» Your instructions
Check each line of the material, and show the ones that include the word "TransformerResult".

» Data section
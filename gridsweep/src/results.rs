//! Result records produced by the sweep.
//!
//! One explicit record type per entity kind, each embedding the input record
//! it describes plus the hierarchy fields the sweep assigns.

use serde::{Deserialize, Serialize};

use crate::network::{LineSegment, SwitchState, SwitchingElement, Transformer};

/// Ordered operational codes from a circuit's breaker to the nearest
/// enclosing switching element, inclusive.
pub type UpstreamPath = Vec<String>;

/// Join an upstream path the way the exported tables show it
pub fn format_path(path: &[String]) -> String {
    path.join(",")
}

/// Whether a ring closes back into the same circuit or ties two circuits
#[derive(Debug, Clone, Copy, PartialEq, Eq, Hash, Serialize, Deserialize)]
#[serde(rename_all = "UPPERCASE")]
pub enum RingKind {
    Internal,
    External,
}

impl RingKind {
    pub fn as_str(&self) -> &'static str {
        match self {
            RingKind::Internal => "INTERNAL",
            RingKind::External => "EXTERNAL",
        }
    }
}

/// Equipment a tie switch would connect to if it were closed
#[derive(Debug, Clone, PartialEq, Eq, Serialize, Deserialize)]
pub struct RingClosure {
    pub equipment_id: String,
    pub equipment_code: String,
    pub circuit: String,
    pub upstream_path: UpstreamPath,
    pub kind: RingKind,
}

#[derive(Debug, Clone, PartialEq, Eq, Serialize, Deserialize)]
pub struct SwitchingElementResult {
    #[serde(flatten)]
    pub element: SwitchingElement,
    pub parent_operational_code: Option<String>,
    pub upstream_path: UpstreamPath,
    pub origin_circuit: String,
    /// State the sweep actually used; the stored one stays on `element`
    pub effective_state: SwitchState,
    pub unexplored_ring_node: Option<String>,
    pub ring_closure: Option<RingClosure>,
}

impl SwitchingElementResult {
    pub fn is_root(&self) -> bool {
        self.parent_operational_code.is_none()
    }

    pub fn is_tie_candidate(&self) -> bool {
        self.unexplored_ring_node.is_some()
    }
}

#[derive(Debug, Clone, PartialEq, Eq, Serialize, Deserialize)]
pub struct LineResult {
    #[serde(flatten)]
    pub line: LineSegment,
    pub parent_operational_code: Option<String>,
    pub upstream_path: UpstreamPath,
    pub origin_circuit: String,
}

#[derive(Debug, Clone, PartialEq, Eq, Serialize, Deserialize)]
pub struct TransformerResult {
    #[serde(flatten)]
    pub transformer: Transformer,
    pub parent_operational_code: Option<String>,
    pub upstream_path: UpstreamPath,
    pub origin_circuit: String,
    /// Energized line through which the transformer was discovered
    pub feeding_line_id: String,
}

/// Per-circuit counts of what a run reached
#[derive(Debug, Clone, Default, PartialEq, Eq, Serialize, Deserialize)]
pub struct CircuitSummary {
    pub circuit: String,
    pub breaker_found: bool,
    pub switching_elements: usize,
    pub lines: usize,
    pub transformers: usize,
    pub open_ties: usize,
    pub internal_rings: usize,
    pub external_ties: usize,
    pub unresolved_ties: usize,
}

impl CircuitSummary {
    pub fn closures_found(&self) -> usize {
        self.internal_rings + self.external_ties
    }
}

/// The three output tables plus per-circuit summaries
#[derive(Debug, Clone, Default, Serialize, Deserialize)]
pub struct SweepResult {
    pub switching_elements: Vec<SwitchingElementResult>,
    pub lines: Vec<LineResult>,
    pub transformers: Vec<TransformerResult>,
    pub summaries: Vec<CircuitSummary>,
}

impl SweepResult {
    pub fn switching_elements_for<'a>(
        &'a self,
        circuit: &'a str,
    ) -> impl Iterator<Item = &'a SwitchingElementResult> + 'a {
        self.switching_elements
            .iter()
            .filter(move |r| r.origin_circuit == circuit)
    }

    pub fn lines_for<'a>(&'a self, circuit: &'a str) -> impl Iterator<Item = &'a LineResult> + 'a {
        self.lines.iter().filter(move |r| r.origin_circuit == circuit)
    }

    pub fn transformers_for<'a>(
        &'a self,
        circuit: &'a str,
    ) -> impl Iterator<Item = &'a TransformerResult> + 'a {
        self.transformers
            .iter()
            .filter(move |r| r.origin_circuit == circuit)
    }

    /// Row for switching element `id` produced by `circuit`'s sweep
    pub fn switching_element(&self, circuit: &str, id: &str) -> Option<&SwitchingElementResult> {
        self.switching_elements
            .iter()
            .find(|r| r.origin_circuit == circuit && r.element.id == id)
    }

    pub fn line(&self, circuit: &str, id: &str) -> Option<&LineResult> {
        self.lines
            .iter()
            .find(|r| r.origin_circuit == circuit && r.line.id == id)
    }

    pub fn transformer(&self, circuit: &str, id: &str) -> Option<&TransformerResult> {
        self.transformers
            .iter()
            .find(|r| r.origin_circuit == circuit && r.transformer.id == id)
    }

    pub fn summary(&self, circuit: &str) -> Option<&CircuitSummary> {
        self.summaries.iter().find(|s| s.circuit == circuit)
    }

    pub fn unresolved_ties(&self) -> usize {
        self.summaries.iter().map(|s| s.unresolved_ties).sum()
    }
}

» Written response
pub struct TransformerResult {
    pub transformers: Vec<TransformerResult>,
    ) -> impl Iterator<Item = &'a TransformerResult> + 'a {
    pub fn transformer(&self, circuit: &str, id: &str) -> Option<&TransformerResult> {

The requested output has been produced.